The lack of attention or caring for America's brightest students is a result in large part to extreme egalitarianism, which presents itself in the form of six forces operating within American society and hence its schools: the pitting of equity against excellence rather than promoting both equity and excellence; anti-intellectualism; the dumbing-down of the curriculum; equating aptitude and achievement testing with elitism and avoiding their use; the attraction to fads; and the insistence of educators to teach all students from the same curriculum at the same level. These forces have led to a situation in which the precocious students are not being treated equitably; they simply are not provided with an appropriate education-an education that brings out their potential. This hurts bright students from minority or lower socioeconomic backgrounds the most, because parents often cannot provide alternative educational experiences to compensate for their neglect by the system.

We have provided recommendations for creating positive change and hence a restoration of educational equity and a better balance between equity and excellence. The first recommendation involves underscoring the necessity of incorporating well-supported findings from psychology and education when developing educational policy (Cuban, 1990). Research repeatedly has shown that a one-size-fits-all mentality does not work; we need to be responsive to individual differences (Benbow & Lubinski, 1994).
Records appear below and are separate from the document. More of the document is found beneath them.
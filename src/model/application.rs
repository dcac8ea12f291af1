use serde::{Deserialize, Serialize};
use std::str::FromStr;

use super::UNKNOWN;

/// An application as reported by a single collection pass.
#[derive(Debug, Clone, PartialEq, Eq, Serialize, Deserialize)]
pub struct InventoryItem {
    pub name: String,
    pub version: String,
    pub install_path: String,
    pub install_date: String,
}

impl InventoryItem {
    pub fn new(
        name: impl Into<String>,
        version: impl Into<String>,
        install_path: impl Into<String>,
        install_date: impl Into<String>,
    ) -> Self {
        Self {
            name: name.into(),
            version: version.into(),
            install_path: install_path.into(),
            install_date: install_date.into(),
        }
    }

    /// Builds an item from optional parts, filling gaps with `"Unknown"`.
    ///
    /// Returns `None` when the name is missing or blank; such entries are
    /// never handed to the store.
    pub fn from_parts(
        name: Option<String>,
        version: Option<String>,
        install_path: Option<String>,
        install_date: Option<String>,
    ) -> Option<Self> {
        let name = name.map(|n| n.trim().to_string()).filter(|n| !n.is_empty())?;

        Some(Self {
            name,
            version: or_unknown(version),
            install_path: or_unknown(install_path),
            install_date: or_unknown(install_date),
        })
    }
}

fn or_unknown(value: Option<String>) -> String {
    value
        .map(|v| v.trim().to_string())
        .filter(|v| !v.is_empty())
        .unwrap_or_else(|| UNKNOWN.to_string())
}

/// A persisted application row.
#[derive(Debug, Clone, PartialEq, Eq, Serialize, Deserialize)]
pub struct Application {
    pub id: i64,
    pub name: String,
    pub version: String,
    pub install_path: String,
    pub install_date: String,
}

/// Columns of the `applications` table that may be updated after insert.
#[derive(Debug, Clone, Copy, PartialEq, Eq, Hash, Serialize, Deserialize)]
#[serde(rename_all = "snake_case")]
pub enum ApplicationField {
    Name,
    Version,
    InstallPath,
    InstallDate,
}

impl ApplicationField {
    pub fn column(&self) -> &'static str {
        match self {
            ApplicationField::Name => "name",
            ApplicationField::Version => "version",
            ApplicationField::InstallPath => "install_path",
            ApplicationField::InstallDate => "install_date",
        }
    }
}

impl FromStr for ApplicationField {
    type Err = String;

    fn from_str(s: &str) -> Result<Self, Self::Err> {
        match s {
            "name" => Ok(ApplicationField::Name),
            "version" => Ok(ApplicationField::Version),
            "install_path" => Ok(ApplicationField::InstallPath),
            "install_date" => Ok(ApplicationField::InstallDate),
            _ => Err(format!(
                "Unknown application field: {}. Use 'name', 'version', 'install_path', or 'install_date'",
                s
            )),
        }
    }
}
//! Core data types for inventory and scan history.
//!
//! This module contains the record types persisted by the store and
//! returned to callers:
//!
//! - [`InventoryItem`] - One application as reported by a collector
//! - [`Application`] - A persisted application row
//! - [`ScanRecord`] - A persisted scan outcome row
//! - [`ScanStatus`] - Outcome of a scan (`success` / `failed`)
//!
//! # Example
//!
//! ```
//! use appcursor::InventoryItem;
//!
//! let item = InventoryItem::new("Firefox", "128.0", "/usr/lib/firefox", "2024-07-09");
//! assert_eq!(item.name, "Firefox");
//! ```

mod application;
mod scan;

pub use application::*;
pub use scan::*;

/// Placeholder written for fields a collector could not determine.
pub const UNKNOWN: &str = "Unknown";
mod cli;
mod json;

pub use cli::{print_history_table, print_inventory_table, print_profile_table, print_status};
pub use json::print_json;

use crate::model::{Application, ScanRecord};
use crate::profile::SystemProfile;
use anyhow::Result;

/// Output format for CLI listings
#[derive(Debug, Clone, Copy, PartialEq, Eq)]
pub enum OutputFormat {
    /// Human-readable table format
    Table,
    /// JSON format for programmatic use
    Json,
}

impl std::str::FromStr for OutputFormat {
    type Err = String;

    fn from_str(s: &str) -> Result<Self, Self::Err> {
        match s.to_lowercase().as_str() {
            "table" => Ok(OutputFormat::Table),
            "json" => Ok(OutputFormat::Json),
            _ => Err(format!("Unknown format: {}. Use 'table' or 'json'", s)),
        }
    }
}

pub fn print_inventory(apps: &[Application], format: OutputFormat) -> Result<()> {
    match format {
        OutputFormat::Table => print_inventory_table(apps),
        OutputFormat::Json => print_json(apps),
    }
}

pub fn print_history(records: &[ScanRecord], format: OutputFormat) -> Result<()> {
    match format {
        OutputFormat::Table => print_history_table(records),
        OutputFormat::Json => print_json(records),
    }
}

pub fn print_profile(profile: &SystemProfile, format: OutputFormat) -> Result<()> {
    match format {
        OutputFormat::Table => print_profile_table(profile),
        OutputFormat::Json => print_json(profile),
    }
}
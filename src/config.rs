//! Configuration file handling.
//!
//! This module provides loading and saving of appcursor configuration
//! from a TOML file.
//!
//! # Configuration Location
//!
//! The configuration file is stored at:
//! - Linux: `~/.config/appcursor/config.toml`
//! - macOS: `~/Library/Application Support/appcursor/config.toml`
//! - Windows: `%APPDATA%\appcursor\config.toml`
//!
//! # Example Configuration
//!
//! ```toml
//! api_port = 7869
//! db_path = "/home/me/.local/share/AppCursor/storage.db"
//! theme = "dark"
//! auto_start_api = true
//! remote_url = "https://inventory.example.com/ingest"
//! ```

use serde::{Deserialize, Serialize};
use std::fs;
use std::path::{Path, PathBuf};
use thiserror::Error;

use crate::platform;

/// Default port for the local HTTP API.
pub const DEFAULT_API_PORT: u16 = 7869;

#[derive(Debug, Error)]
pub enum ConfigError {
    #[error("failed to access config file {path}: {source}")]
    Io {
        path: PathBuf,
        source: std::io::Error,
    },

    #[error("failed to parse config file: {0}")]
    Parse(#[from] toml::de::Error),

    #[error("failed to serialize config: {0}")]
    Serialize(#[from] toml::ser::Error),
}

/// UI colour theme.
#[derive(Debug, Clone, Copy, Default, PartialEq, Eq, Serialize, Deserialize)]
#[serde(rename_all = "lowercase")]
pub enum Theme {
    #[default]
    Dark,
    Light,
    Windows98,
}

impl std::str::FromStr for Theme {
    type Err = String;

    fn from_str(s: &str) -> Result<Self, Self::Err> {
        match s.to_lowercase().as_str() {
            "dark" => Ok(Theme::Dark),
            "light" => Ok(Theme::Light),
            "windows98" | "win98" => Ok(Theme::Windows98),
            _ => Err(format!(
                "Unknown theme: {}. Use 'dark', 'light', or 'windows98'",
                s
            )),
        }
    }
}

/// Application configuration.
///
/// This struct represents all configurable options for appcursor.
/// It can be loaded from a TOML file or created with default values.
/// Missing keys fall back to their defaults.
///
/// # Example
///
/// ```no_run
/// use appcursor::Config;
///
/// // Load from file (or use defaults if file doesn't exist)
/// let config = Config::load().unwrap();
///
/// println!("API port: {}", config.api_port);
/// println!("Database: {}", config.db_path.display());
/// ```
#[derive(Debug, Clone, PartialEq, Eq, Serialize, Deserialize)]
#[serde(default)]
pub struct Config {
    /// Port the local HTTP API listens on.
    ///
    /// Default: 7869
    pub api_port: u16,

    /// Location of the inventory database.
    ///
    /// Default: `storage.db` in the platform data directory
    pub db_path: PathBuf,

    /// UI theme.
    ///
    /// Default: "dark"
    pub theme: Theme,

    /// Whether the HTTP API starts with the application.
    ///
    /// Default: true
    pub auto_start_api: bool,

    /// Endpoint that receives inventory uploads. Empty means not configured.
    pub remote_url: String,
}

impl Default for Config {
    fn default() -> Self {
        Self {
            api_port: DEFAULT_API_PORT,
            db_path: platform::default_db_path(),
            theme: Theme::default(),
            auto_start_api: true,
            remote_url: String::new(),
        }
    }
}

impl Config {
    /// Loads configuration from the config file.
    ///
    /// If the config file doesn't exist, returns default configuration.
    ///
    /// # Errors
    ///
    /// Returns an error if the config file exists but cannot be read or parsed.
    pub fn load() -> Result<Self, ConfigError> {
        Self::load_from(&Self::config_path())
    }

    /// Loads configuration from an explicit path.
    pub fn load_from(path: &Path) -> Result<Self, ConfigError> {
        if !path.exists() {
            return Ok(Self::default());
        }

        let content = fs::read_to_string(path).map_err(|source| ConfigError::Io {
            path: path.to_path_buf(),
            source,
        })?;
        Ok(toml::from_str(&content)?)
    }

    /// Saves the configuration to the config file.
    ///
    /// Creates the parent directory if it doesn't exist.
    pub fn save(&self) -> Result<(), ConfigError> {
        self.save_to(&Self::config_path())
    }

    /// Saves the configuration to an explicit path.
    pub fn save_to(&self, path: &Path) -> Result<(), ConfigError> {
        let io_err = |source| ConfigError::Io {
            path: path.to_path_buf(),
            source,
        };

        if let Some(parent) = path.parent() {
            if !parent.as_os_str().is_empty() && !parent.exists() {
                fs::create_dir_all(parent).map_err(io_err)?;
            }
        }

        let content = toml::to_string_pretty(self)?;
        fs::write(path, content).map_err(io_err)?;
        Ok(())
    }

    /// Returns the path to the configuration file.
    pub fn config_path() -> PathBuf {
        platform::config_file()
    }

    /// Generates a string containing the default configuration.
    pub fn generate_default_config() -> String {
        let config = Config::default();
        toml::to_string_pretty(&config).unwrap_or_default()
    }

    pub fn has_remote(&self) -> bool {
        !self.remote_url.trim().is_empty()
    }
}

#[cfg(test)]
mod tests {
    use super::*;

    #[test]
    fn test_config_default() {
        let config = Config::default();

        assert_eq!(config.api_port, 7869);
        assert_eq!(config.theme, Theme::Dark);
        assert!(config.auto_start_api);
        assert!(config.remote_url.is_empty());
        assert!(config.db_path.ends_with("storage.db"));
        assert!(!config.has_remote());
    }

    #[test]
    fn test_missing_file_yields_defaults() {
        let dir = tempfile::tempdir().unwrap();
        let config = Config::load_from(&dir.path().join("absent.toml")).unwrap();
        assert_eq!(config, Config::default());
    }

    #[test]
    fn test_save_and_load() {
        let dir = tempfile::tempdir().unwrap();
        let path = dir.path().join("nested").join("config.toml");

        let config = Config {
            api_port: 9000,
            db_path: dir.path().join("inv.db"),
            theme: Theme::Windows98,
            auto_start_api: false,
            remote_url: "https://example.com/ingest".to_string(),
        };
        config.save_to(&path).unwrap();

        assert_eq!(Config::load_from(&path).unwrap(), config);
    }

    #[test]
    fn test_partial_file_fills_defaults() {
        let dir = tempfile::tempdir().unwrap();
        let path = dir.path().join("config.toml");
        fs::write(&path, "api_port = 8080\ntheme = \"light\"\n").unwrap();

        let config = Config::load_from(&path).unwrap();
        assert_eq!(config.api_port, 8080);
        assert_eq!(config.theme, Theme::Light);
        assert!(config.auto_start_api);
    }

    #[test]
    fn test_invalid_file_is_an_error() {
        let dir = tempfile::tempdir().unwrap();
        let path = dir.path().join("config.toml");
        fs::write(&path, "api_port = \"not a port\"").unwrap();

        assert!(matches!(Config::load_from(&path), Err(ConfigError::Parse(_))));
    }

    #[test]
    fn test_theme_from_str() {
        assert_eq!("Win98".parse::<Theme>(), Ok(Theme::Windows98));
        assert!("solarized".parse::<Theme>().is_err());
    }
}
With respect to intellectually advanced students, this involves the adoption of accelerative strategies by schools, reaffirming the importance of homogeneous grouping (not tracking) for instruction, and use of special high schools that embody the former two approaches. Acceleration and homogeneous grouping are the most effective known educational interventions on behalf of talented students. [Grouping is different from tracking (cf. Feldhusen & Moon, 1992)]. Neither has been empirically shown to harm any group of students; the evidence, indeed, is to the contrary. We believe that the evidence in support of acceleration and grouping (with a differentiated curriculum) for meeting the academic and socioaffective needs of intellectually precocious students is so compelling that it is simply malpractice for schools not to use these procedures appropriately.

One might assume that lack of financial resources prevents schools from meeting the academic needs of high-potential children. Yet acceleration costs little if anything to adopt. It might actually save money. The principal requirement is administrative and curricular flexibility. If an effective medical treatment were withheld under such circumstances, we would be morally outraged. We ought to respond similarly when opportunities are withheld that prevent optimal psychological and intellectual development of a group of individuals. If we want talented individuals to be well prepared when society needs them, we need to be there for them when they need us. That is the mark of a humane, responsible, effective society.

The wisdom of John Gardner (1984) brings us to conclusion:

    Extreme equalitarianism, or, as I would prefer to say, equalitarianism wrongly conceived-which ignores differences in native capacity and achievement and eliminates incentives to individual performance-has not served democracy well. Carried far enough, it means the end of that striving for excellence that has produced history's greatest achievements.

"Let us take the discussion out of the hands of polarizers and build an educational system that serves each in terms of his or her talents, stretching each, challenging each, demanding of all the best that is in them."